Roth Robert M, Brunette Mary F, Green Alan I
Department of Psychiatry, Dartmouth Medical School/DHMC, Lebanon, NH 03756, USA.
Curr Psychiatry Rep. 2005 Aug;7(4):283-91. doi: 10.1007/s11920-005-0082-8.
Substance use disorders (SUDs) are highly prevalent and are associated with poor outcomes among individuals with schizophrenia. Integrating treatments for both disorders improves outcomes. Numerous individual pharmacologic and psychosocial treatments have shown effectiveness at reducing substance use in individuals with a primary diagnosis of schizophrenia and co-occurring substance use disorders. Of these treatments, medications such as certain atypical antipsychotics and naltrexone, and psychosocial treatments such as contingency management, seem to be particularly promising. The development and evaluation of psychopharmacologic and psychosocial treatments for SUDs in schizophrenia would benefit from a better understanding of the neurobiological mechanisms underlying the effectiveness of such treatments. Several theories have been put forth to explain the heightened risk for SUDs in schizophrenia. Of these, brain reward circuitry dysfunction, hypothesized to be etiologically important in SUDs, may be an especially salient target for treatments aimed at the reduction of substance use in patients with schizophrenia. We review current pharmacologic and psychosocial treatments for SUDs in schizophrenia, and theoretical mechanisms underlying the increased risk for SUDs in this population. We propose that effective treatments may in part work through the modulation of brain reward circuitry dysfunction.
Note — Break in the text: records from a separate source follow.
use super::view_model::CarouselItemFormVm;
use leptos::prelude::*;

const SELECT_STYLE: &str = "width: 100%; padding: 6px 10px; border: 1px solid #ccc; border-radius: 4px; font-size: 0.875rem; background: #fff;";
const LABEL_STYLE: &str = "font-size: 13px; display: block; margin-bottom: 4px;";

/// Admin form widget: pick a recipe, then one of its images, with a thumbnail
/// preview of the chosen image. Initial ids come from the hosting form when
/// an existing carousel item is edited.
#[component]
pub fn CarouselItemForm(
    #[prop(optional)] initial_recipe: Option<i64>,
    #[prop(optional)] initial_image: Option<i64>,
) -> impl IntoView {
    let vm = CarouselItemFormVm::new();
    vm.init(initial_recipe, initial_image);

    view! {
        <div class="carousel-item-form">
            {move || vm.error.get().map(|e| view! {
                <div style="padding: 8px 12px; margin-bottom: 10px; background: #fdecea; border: 1px solid #f5c6cb; border-radius: 6px; color: #b71c1c; font-size: 13px;">
                    {e}
                </div>
            })}

            <div style="margin-bottom: 12px;">
                <label style=LABEL_STYLE>"Recipe"</label>
                <select
                    prop:value=move || vm.recipe_id.get()
                    on:change=move |ev| vm.on_recipe_changed(event_target_value(&ev))
                    style=SELECT_STYLE
                >
                    <option value="">"---------"</option>
                    {move || {
                        // `selected` keeps the choice visible when the option
                        // list arrives after the value was set (edit mode).
                        let current = vm.recipe_id.get();
                        vm.recipes.get().into_iter().map(|recipe| {
                            let value = recipe.id.to_string();
                            let is_selected = value == current;
                            view! {
                                <option value={value} selected={is_selected}>{recipe.name}</option>
                            }
                        }).collect_view()
                    }}
                </select>
            </div>

            <div style="margin-bottom: 12px;">
                <label style=LABEL_STYLE>"Image"</label>
                <select
                    prop:value=move || vm.selected_image.get()
                    prop:disabled=move || vm.images_disabled.get()
                    on:change=move |ev| vm.on_image_changed(event_target_value(&ev))
                    style=SELECT_STYLE
                >
                    {move || {
                        let current = vm.selected_image.get();
                        vm.image_options.get().into_iter().map(|option| {
                            let is_selected = option.value == current;
                            view! {
                                <option value={option.value.clone()} selected={is_selected}>{option.label}</option>
                            }
                        }).collect_view()
                    }}
                </select>
            </div>

            <div class="field-image_preview">
                <label style=LABEL_STYLE>"Preview"</label>
                {move || match vm.preview_url() {
                    Some(url) => view! {
                        <img src={url} alt="Preview" style="max-height: 100px; max-width: 100px;" />
                    }.into_any(),
                    None => view! {
                        <span style="color: #666;">"No image"</span>
                    }.into_any(),
                }}
            </div>
        </div>
    }
}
物质使用障碍(SUDs)在精神分裂症患者中极为普遍,且与不良预后相关。对这两种疾病进行综合治疗可改善预后。许多针对单一疾病的药物治疗和心理社会治疗已显示出在减少初次诊断为精神分裂症且同时患有物质使用障碍的个体的物质使用方面的有效性。在这些治疗方法中,某些非典型抗精神病药物和纳曲酮等药物,以及应急管理等心理社会治疗方法,似乎特别有前景。对精神分裂症患者物质使用障碍的精神药理学和心理社会治疗的开发与评估,将受益于对这些治疗有效性背后神经生物学机制的更好理解。已经提出了几种理论来解释精神分裂症患者物质使用障碍风险增加的原因。其中,大脑奖赏回路功能障碍被认为在物质使用障碍的病因学中具有重要意义,可能是旨在减少精神分裂症患者物质使用的治疗的一个特别突出的靶点。我们综述了目前针对精神分裂症患者物质使用障碍的药物治疗和心理社会治疗,以及该人群物质使用障碍风险增加的潜在理论机制。我们提出,有效的治疗可能部分通过调节大脑奖赏回路功能障碍来发挥作用。